This is peace on earth, amongst men of good will, indeed! Alas, those who share this peace, "My peace," are few in . number-in all but a "little flock." Yet faith's vision looks beyond the present tumult and strife with its intermittent "Peace, peace, when there is no peace," to the time now near at hand, when the Master shall speak with authority, rebuking the fierce and angry passions of men as He did the winds and the waves of yore, and bring in everlasting righteousness and peace. In that day the "government shall be upon His shoulder and His Name shall be called Wonderful, Counselor, The Mighty God, The Everlasting Father, The Prince of Peace. And of the increase of His government and peace there shall be no end." -- Isa. 9:6, 7.

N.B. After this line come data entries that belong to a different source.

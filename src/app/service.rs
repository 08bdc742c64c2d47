//! Controller service: the hexagonal core.
//!
//! [`Controller`] owns the FSM, the fault monitor and the shared context.
//! All I/O flows through port traits injected at construction or at call
//! sites, so the whole controller runs against mock adapters in tests.
//!
//! ```text
//!  SensorPort ──▶ ┌────────────────────────┐ ──▶ EventSink
//! CommandPort ──▶ │       Controller       │ ──▶ UpdateChannel
//!    KnobPort ◀──▶│  FSM · Knob · Fault    │
//!  OutputPort ◀── └────────────────────────┘
//! ```

use log::{info, warn};

use crate::config::{BusConfig, ControllerConfig};
use crate::error;
use crate::fsm::context::{SupervisorContext, TickInputs};
use crate::fsm::states::build_state_table;
use crate::fsm::{Fsm, StateId};
use crate::knob::KnobDecoder;
use crate::render::channel::UpdateChannel;
use crate::safety::FaultMonitor;

use super::commands::{BusCommand, BusFrame};
use super::events::{ControllerEvent, ControllerStatus};
use super::ports::{CommandPort, EventSink, KnobPort, OutputPort, SensorPort};

/// Raw samples for one control tick, before bus decoding.
#[derive(Debug, Clone, PartialEq, Eq)]
pub struct RawInputs {
    pub now_ms: u32,
    pub key_pressed: bool,
    pub frame: Option<BusFrame>,
    pub supply_mv: u32,
}

pub struct Controller<K: KnobPort, O: OutputPort> {
    fsm: Fsm<K, O>,
    ctx: SupervisorContext<K, O>,
    fault: FaultMonitor,
    bus: BusConfig,
}

impl<K: KnobPort, O: OutputPort> Controller<K, O> {
    /// Build the controller. Fails if `config` does not validate.
    ///
    /// Does **not** start the FSM; call [`start`](Self::start) next.
    pub fn new(
        config: ControllerConfig,
        knob: K,
        output: O,
        updates: &'static UpdateChannel,
    ) -> error::Result<Self> {
        config.validate()?;
        let knob = KnobDecoder::new(knob, config.knob);
        let ctx = SupervisorContext::new(knob, output, updates, config.palette);
        Ok(Self {
            fsm: Fsm::new(build_state_table(), StateId::Manual),
            ctx,
            fault: FaultMonitor::new(&config.fault),
            bus: config.bus,
        })
    }

    // ── Lifecycle ─────────────────────────────────────────────

    /// Enter the initial state (Manual).
    pub fn start(&mut self, sink: &mut impl EventSink) {
        self.fsm.start(&mut self.ctx);
        sink.emit(&ControllerEvent::Started(self.fsm.current_state()));
        info!("Controller started in {:?}", self.fsm.current_state());
    }

    // ── Per-tick orchestration ────────────────────────────────

    /// Run one control cycle: poll bus → read key and supply → FSM → fault monitor.
    ///
    /// `io` satisfies both [`SensorPort`] and [`CommandPort`], keeping the
    /// port boundary explicit without a double mutable borrow.
    pub fn tick(
        &mut self,
        now_ms: u32,
        io: &mut (impl SensorPort + CommandPort),
        sink: &mut impl EventSink,
    ) {
        let frame = io.poll();
        let key_pressed = io.key_pressed(now_ms);
        let supply_mv = io.read_supply_mv();
        self.step(
            RawInputs {
                now_ms,
                key_pressed,
                frame,
                supply_mv,
            },
            sink,
        );
    }

    /// Same as [`tick`](Self::tick) with the samples already taken.
    pub fn step(&mut self, raw: RawInputs, sink: &mut impl EventSink) {
        let prev_state = self.fsm.current_state();

        let command = raw
            .frame
            .as_ref()
            .and_then(|frame| BusCommand::decode(frame, &self.bus));
        self.ctx.inputs = TickInputs {
            now_ms: raw.now_ms,
            key_pressed: raw.key_pressed,
            command,
        };

        self.fsm.tick(&mut self.ctx);

        let supply_enabled = self.ctx.output.supply_enabled();
        if let Some(fault) = self.fault.evaluate(raw.supply_mv, supply_enabled, raw.now_ms) {
            if self.fsm.current_state() != StateId::Fault {
                warn!("Safety fault: {}", fault);
                self.fsm.force_transition(StateId::Fault, &mut self.ctx);
                sink.emit(&ControllerEvent::FaultDetected(fault));
            }
        }

        let new_state = self.fsm.current_state();
        if new_state != prev_state {
            sink.emit(&ControllerEvent::StateChanged {
                from: prev_state,
                to: new_state,
            });
        }
    }

    // ── Queries ───────────────────────────────────────────────

    pub fn status(&self) -> ControllerStatus {
        ControllerStatus {
            state: self.fsm.current_state(),
            ticks_in_state: self.fsm.ticks_in_current_state(),
            phase: self.ctx.knob.phase(),
            position: self.ctx.knob.position(),
            encoder: self.ctx.knob.encoder(),
            output_power: self.ctx.output.power(),
            supply_enabled: self.ctx.output.supply_enabled(),
            dropped_updates: self.ctx.dropped_updates,
        }
    }

    /// Emit a [`ControllerEvent::Telemetry`] snapshot.
    pub fn report(&self, sink: &mut impl EventSink) {
        sink.emit(&ControllerEvent::Telemetry(self.status()));
    }

    pub fn state(&self) -> StateId {
        self.fsm.current_state()
    }

    /// Control ticks executed since startup.
    pub fn tick_count(&self) -> u64 {
        self.fsm.total_ticks()
    }

    pub fn output(&self) -> &O {
        &self.ctx.output
    }

    pub fn knob(&self) -> &KnobDecoder<K> {
        &self.ctx.knob
    }

    /// Mutable knob access, for simulators that move the shaft.
    pub fn knob_mut(&mut self) -> &mut KnobDecoder<K> {
        &mut self.ctx.knob
    }
}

"Love worketh no ill to his neighbor: therefore love is the fulfilling of the law." - Rom. 13:10.
DOES GOD love us who by nature were children of wrath even as others? Is He for us, willing to assist us and to give us credit for every good desire and effort, even though it result in partial or total failure? Yes, the Lord answers: "The Father Himself loveth you." The Apostle adds-If God so loved us, while we were yet sinners, that He gave His Only Begotten Son for our redemption, "shall He not with Him freely give us all things [needful to us in our race for the prize He sets before us in the Gospel] ?" Surely if He loved us while sinners, He loves us still more tenderly now-now that He has adopted us into His family-now that He sees in our hearts an earnest desire to do His will. Let us, then, be of good faith and approach with courage to the throne of the heavenly grace, that we may obtain mercy and find grace to help in every time of need. - Heb. 4:16.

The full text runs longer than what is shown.